ZURICH (Reuters) - Swiss bank UBS (UBSG.S) is axing high-paying investment banking staff after a disappointing performance at the division prompted a 16% slide in third-quarter net profit and put the group’s 2019 profit goals further out of reach.
Chief Executive Sergio Ermotti, credited for rapidly turning UBS around after the financial crisis, announced a further $90 million in expected annual cost savings at the investment bank on Tuesday, following a prolonged performance dip which Ermotti described as unsatisfying even given a tough market.
An earnings beat in its core global wealth management unit helped offset a 59% adjusted profit decline in its investment bank, putting the group’s third-quarter net earnings of $1.05 billion ahead of analyst expectations.
Ermotti is running up against a number of headwinds in UBS’s core markets, as wealthy clients hold back from trading, negative rates eat into margins and investment banking activity remains muted.
The bank’s share price is down 16% over the past year, hitting a six-year low in August and edging back towards the level it was when Ermotti took charge in 2011.
In its investment bank a fall in M&A work meant its advisory revenue fell 21%, while equity and debt capital markets income were down 22% and 15% respectively.
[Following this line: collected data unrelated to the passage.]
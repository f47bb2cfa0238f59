//! Visual Studio Code configuration.
use serde::Deserialize;

/// Default name of the editor package in the Chocolatey repository.
pub const DEFAULT_PACKAGE: &str = "vscode";

/// Default location of the settings file inside the cloned repository.
pub const DEFAULT_SETTINGS_SOURCE: &str = "Pixie/Apps/Visual Studio Code/settings.json";

/// `[vscode]` section: the editor package, its extensions and settings file.
#[derive(Debug, Clone, PartialEq, Eq, Deserialize)]
#[serde(default)]
pub struct EditorConfig {
    /// Package name installed right after git.
    pub package: String,
    /// Extension identifiers (e.g. `rust-lang.rust-analyzer`).
    pub extensions: Vec<String>,
    /// Settings file path relative to the cloned repository.
    pub settings_source: String,
    /// Destination of the settings file; may reference environment variables.
    /// Empty skips the settings copy.
    pub settings_path: String,
}

impl Default for EditorConfig {
    fn default() -> Self {
        Self {
            package: DEFAULT_PACKAGE.to_string(),
            extensions: Vec::new(),
            settings_source: DEFAULT_SETTINGS_SOURCE.to_string(),
            settings_path: String::new(),
        }
    }
}
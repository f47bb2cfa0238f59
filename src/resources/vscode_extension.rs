//! Visual Studio Code extension resource.
use std::collections::HashSet;
use std::path::{Path, PathBuf};

use anyhow::Result;

use super::{ResourceState, resolve_program};
use crate::environment::ProcessEnv;
use crate::error::ResourceError;
use crate::exec::{ExecResult, Executor};

/// Install locations checked when `code` is not yet on `PATH`.
const CODE_FALLBACKS: &[(&str, &str, &str)] = &[
    ("ProgramFiles", r"C:\Program Files", r"Microsoft VS Code\bin\code.cmd"),
    ("ProgramFiles(x86)", r"C:\Program Files (x86)", r"Microsoft VS Code\bin\code.cmd"),
    ("LOCALAPPDATA", "", r"Programs\Microsoft VS Code\bin\code.cmd"),
];

/// Locate the editor command line.
///
/// # Errors
///
/// Returns [`ResourceError::ExecutableNotFound`] if `code` is neither on
/// `PATH` nor in a standard install location.
pub fn find_code(executor: &dyn Executor, env: &ProcessEnv) -> Result<PathBuf, ResourceError> {
    resolve_program(executor, env, "code", CODE_FALLBACKS)
}

/// A VS Code extension resource that can be checked and installed.
#[derive(Debug)]
pub struct VsCodeExtensionResource<'a> {
    /// Extension identifier (e.g. "rust-lang.rust-analyzer").
    pub id: String,
    code: &'a Path,
    executor: &'a dyn Executor,
    env: &'a ProcessEnv,
}

impl<'a> VsCodeExtensionResource<'a> {
    /// Create a new extension resource installed through `code`.
    #[must_use]
    pub fn new(
        id: impl Into<String>,
        code: &'a Path,
        executor: &'a dyn Executor,
        env: &'a ProcessEnv,
    ) -> Self {
        Self {
            id: id.into(),
            code,
            executor,
            env,
        }
    }

    /// Determine the resource state from a pre-fetched set of installed
    /// extension IDs (see [`installed_extensions`]).
    #[must_use]
    pub fn state_from_installed(&self, installed: &HashSet<String>) -> ResourceState {
        if installed.contains(&self.id.to_lowercase()) {
            ResourceState::Correct
        } else {
            ResourceState::Missing
        }
    }

    /// Install the extension and return the editor's combined output.
    ///
    /// # Errors
    ///
    /// Returns [`ResourceError::ExtensionInstall`] if the editor cannot be
    /// run or exits non-zero.
    pub fn install(&self) -> Result<String, ResourceError> {
        run_code(
            self.code,
            &["--install-extension", &self.id, "--force"],
            self.executor,
            self.env,
        )
        .and_then(|result| {
            if result.success {
                Ok(result.combined())
            } else {
                anyhow::bail!(
                    "exit {}: {}",
                    result.code.unwrap_or(-1),
                    result.combined()
                )
            }
        })
        .map_err(|e| ResourceError::ExtensionInstall {
            extension: self.id.clone(),
            source: e.into(),
        })
    }
}

/// Query the full set of installed extension IDs in a single command.
///
/// Returns a `HashSet` of **lower-cased** extension IDs; empty when the
/// editor reports an error.
///
/// # Errors
///
/// Returns an error if the editor cannot be run at all.
pub fn installed_extensions(
    code: &Path,
    executor: &dyn Executor,
    env: &ProcessEnv,
) -> Result<HashSet<String>> {
    let result = run_code(code, &["--list-extensions"], executor, env)?;
    let mut set = HashSet::new();
    if result.success {
        for line in result.stdout.lines() {
            let id = line.trim().to_lowercase();
            if !id.is_empty() {
                set.insert(id);
            }
        }
    }
    Ok(set)
}

/// Run the editor CLI.  `.cmd` and `.bat` shims need `cmd /C`.
fn run_code(
    code: &Path,
    args: &[&str],
    executor: &dyn Executor,
    env: &ProcessEnv,
) -> Result<ExecResult> {
    let program = code.to_string_lossy();
    let is_shim = code
        .extension()
        .and_then(|ext| ext.to_str())
        .is_some_and(|ext| ext.eq_ignore_ascii_case("cmd") || ext.eq_ignore_ascii_case("bat"));

    if is_shim {
        let mut full_args = vec!["/C", &*program];
        full_args.extend(args);
        executor.run_unchecked("cmd", &full_args, env)
    } else {
        executor.run_unchecked(&program, args, env)
    }
}
//! Command: validate the configuration without changing anything.
use anyhow::{Result, bail};

use crate::cli::GlobalOpts;
use crate::config::validation::validate_all;
use crate::logging::Log;

/// Load and validate the configuration, logging every warning.
///
/// # Errors
///
/// Returns an error if the configuration cannot be loaded or produced any
/// validation warning.
pub fn run(global: &GlobalOpts, log: &dyn Log) -> Result<()> {
    log.stage("Checking configuration");
    let config = super::load_config(global, log)?;
    let warnings = validate_all(&config);
    super::report_warnings(&warnings, log);
    if !warnings.is_empty() {
        bail!(
            "{} has {} warning(s)",
            global.config.display(),
            warnings.len()
        );
    }
    log.info(&format!("{} is valid", global.config.display()));
    Ok(())
}
//! Fetching the configuration repository and copying its asset tree.
use anyhow::Result;

use super::{Context, Task, TaskResult};
use crate::repository::clone_to_temp;
use crate::resources::fs::copy_tree;

/// Clone the configuration repository into a temporary directory held by the
/// context until the run ends.
#[derive(Debug)]
pub struct FetchRepository;

impl Task for FetchRepository {
    fn name(&self) -> &str {
        "Fetch repository"
    }

    fn should_run(&self, ctx: &Context) -> bool {
        !ctx.config.repo_url.trim().is_empty()
    }

    fn run(&self, ctx: &Context) -> Result<TaskResult> {
        let url = ctx.config.repo_url.trim();
        ctx.log.info(&format!("cloning {url}"));
        let dir = clone_to_temp(&*ctx.cloner, url)?;
        ctx.log.debug(&format!("cloned into {}", dir.path().display()));
        ctx.hold_clone(dir);
        Ok(TaskResult::Ok)
    }
}

/// Copy the asset tree from the clone into Documents.
#[derive(Debug)]
pub struct CopyAssets;

impl Task for CopyAssets {
    fn name(&self) -> &str {
        "Copy assets"
    }

    fn should_run(&self, ctx: &Context) -> bool {
        ctx.clone_dir().is_some()
    }

    fn run(&self, ctx: &Context) -> Result<TaskResult> {
        let Some(clone) = ctx.clone_dir() else {
            return Ok(TaskResult::Skipped("no repository was fetched".to_string()));
        };
        let src = clone.join(&ctx.config.assets.source);
        let dst = ctx.documents.join(&ctx.config.assets.destination);

        let copied = copy_tree(&src, &dst, &mut |file| {
            ctx.log.debug(&format!("copied {}", file.display()));
        })?;
        ctx.log
            .info(&format!("copied {copied} files to {}", dst.display()));
        Ok(TaskResult::Ok)
    }
}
On the trading side equities revenue fell 7%, while foreign exchange, rates and credit revenue was steadier with just a 1% fall.
UBS said it expects to take restructuring expenses of around $100 million in the fourth quarter related to structural changes it is making to the business, run by co-heads Piero Novelli and Robert Karofsky.
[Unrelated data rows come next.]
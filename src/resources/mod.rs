//! Idempotent resource primitives (check + apply pattern).
pub mod chocolatey;
pub mod fs;
pub mod git_config;
pub mod package;
pub mod vscode_extension;

use std::path::PathBuf;

use anyhow::Result;

use crate::environment::ProcessEnv;
use crate::error::ResourceError;
use crate::exec::Executor;

/// Minimal interface for resources that can be described and applied.
///
/// Resources whose state is determined via a single external bulk query (e.g.
/// editor extensions) or that have no cheap state query at all (packages,
/// where the package manager itself is idempotent) implement only this
/// trait.  Resources that can determine their own state implement the
/// richer [`Resource`] super-trait.
pub trait Applicable {
    /// Human-readable description of this resource.
    fn description(&self) -> String;

    /// Apply the resource change.
    ///
    /// # Errors
    ///
    /// Returns an error if the resource cannot be applied due to I/O failures,
    /// a failing external command, invalid paths, or other system errors.
    fn apply(&self) -> Result<ResourceChange>;
}

/// State of a resource (file, git setting, extension, etc.).
///
/// # Examples
///
/// ```
/// use pixie::resources::ResourceState;
///
/// let missing = ResourceState::Missing;
/// let correct = ResourceState::Correct;
/// let wrong = ResourceState::Incorrect { current: "Jane Doe".into() };
///
/// assert_ne!(missing, correct);
/// assert_eq!(correct, ResourceState::Correct);
/// assert_ne!(wrong, ResourceState::Missing);
/// ```
#[derive(Debug, Clone, PartialEq, Eq)]
pub enum ResourceState {
    /// Resource does not exist or is not present.
    Missing,
    /// Resource exists and matches the desired state.
    Correct,
    /// Resource exists but does not match the desired state.
    Incorrect {
        /// The current value of the resource.
        current: String,
    },
    /// Resource can never be applied (e.g. the destination is a directory).
    Invalid {
        /// Reason why the resource cannot be applied.
        reason: String,
    },
}

/// Result of applying a resource change.
#[derive(Debug, Clone, PartialEq, Eq)]
pub enum ResourceChange {
    /// Resource was created or updated.
    Applied,
    /// Resource was already correct (no change needed).
    AlreadyCorrect,
}

/// Unified interface for resources that can be checked and applied.
///
/// ```ignore
/// match resource.current_state()? {
///     ResourceState::Missing | ResourceState::Incorrect { .. } => resource.apply()?,
///     _ => ResourceChange::AlreadyCorrect,
/// }
/// ```
pub trait Resource: Applicable {
    /// Check the current state of the resource.
    ///
    /// # Errors
    ///
    /// Returns an error if the resource state cannot be determined.
    fn current_state(&self) -> Result<ResourceState>;
}

/// Check a resource and apply it only when it is missing or wrong.
///
/// # Errors
///
/// Propagates state-check and apply errors.  An [`Invalid`] state is an
/// error ([`ResourceError::InvalidTarget`]): nothing is applied.
///
/// [`Invalid`]: ResourceState::Invalid
pub fn converge(resource: &dyn Resource) -> Result<ResourceChange> {
    match resource.current_state()? {
        ResourceState::Correct => Ok(ResourceChange::AlreadyCorrect),
        ResourceState::Invalid { reason } => Err(ResourceError::InvalidTarget {
            resource: resource.description(),
            reason,
        }
        .into()),
        ResourceState::Missing | ResourceState::Incorrect { .. } => resource.apply(),
    }
}

/// Resolve `program` on the `PATH` of `env`, falling back to well-known
/// install locations.
///
/// Each fallback is a `(variable, default, relative path)` triple: the base
/// directory is read from `env` and defaults to `default` when unset.
///
/// # Errors
///
/// Returns [`ResourceError::ExecutableNotFound`] when nothing matches.
pub fn resolve_program(
    executor: &dyn Executor,
    env: &ProcessEnv,
    program: &str,
    fallbacks: &[(&str, &str, &str)],
) -> Result<PathBuf, ResourceError> {
    if let Some(path) = executor.which(program, env) {
        return Ok(path);
    }
    fallbacks
        .iter()
        .filter_map(|(var, default, relative)| {
            let base = env
                .get(var)
                .filter(|v| !v.is_empty())
                .or_else(|| (!default.is_empty()).then(|| (*default).to_string()))?;
            Some(PathBuf::from(base).join(relative))
        })
        .find(|candidate| candidate.is_file())
        .ok_or_else(|| ResourceError::ExecutableNotFound(program.to_string()))
}
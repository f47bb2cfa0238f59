//! Interactive confirmation on the controlling terminal.
use std::io::{self, BufRead as _, Write as _};

/// Asks the user a question and returns the raw answer.
#[cfg_attr(test, mockall::automock)]
pub trait Prompter: Send + Sync {
    /// Show `question` and read one line of input.
    ///
    /// # Errors
    ///
    /// Returns an error if the terminal cannot be written or read.
    fn ask(&self, question: &str) -> io::Result<String>;
}

/// [`Prompter`] reading from standard input.
#[derive(Debug, Default, Clone, Copy)]
pub struct StdinPrompter;

impl Prompter for StdinPrompter {
    fn ask(&self, question: &str) -> io::Result<String> {
        let mut stdout = io::stdout().lock();
        stdout.write_all(question.as_bytes())?;
        stdout.write_all(b" ")?;
        stdout.flush()?;
        drop(stdout);

        let mut answer = String::new();
        let read = io::stdin().lock().read_line(&mut answer)?;
        if read == 0 {
            return Err(io::Error::new(
                io::ErrorKind::UnexpectedEof,
                "no input available",
            ));
        }
        Ok(answer)
    }
}

/// Whether `answer` is a case-insensitive `y` or `yes`.
///
/// # Examples
///
/// ```
/// use pixie::prompt::is_affirmative;
///
/// assert!(is_affirmative("Y\n"));
/// assert!(is_affirmative(" yes "));
/// assert!(!is_affirmative("no"));
/// ```
#[must_use]
pub fn is_affirmative(answer: &str) -> bool {
    let answer = answer.trim();
    answer.eq_ignore_ascii_case("y") || answer.eq_ignore_ascii_case("yes")
}

/// Ask `question` and report whether the answer was affirmative.  A read
/// error counts as declining.
pub fn confirm(prompter: &dyn Prompter, question: &str) -> bool {
    prompter
        .ask(question)
        .is_ok_and(|answer| is_affirmative(&answer))
}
Measures include streamlining and merging its securities and trading activities and reducing headcount.
The bank brought in net new money of $15.7 billion in its flagship wealth management business, as a sizeable jump in transaction-based income for the unit, newly under the joint management of long-time wealth management co-head Tom Naratil and former Credit Suisse star Iqbal Khan, saw a sizeable jump in transaction-based income, helped restore operational growth.
Shares in UBS opened 1.9% higher on wealth management strength.
While the group last year announced targets for a 15% return on common equity for the year and a 77% adjusted cost/income ratio, Ermotti in March hinted the bank faced a steep climb to attain the profitability increase implied by the targets.
Its return on common equity tier 1 (CET1) capital slid to 12.1% in the third quarter, bringing the return down to 13.8% for the first nine months, compared with 16.3% over the first nine months of 2018.
The bank’s net interest income fell 8% from a year ago, as negative interest rates in Switzerland and the euro zone made their mark.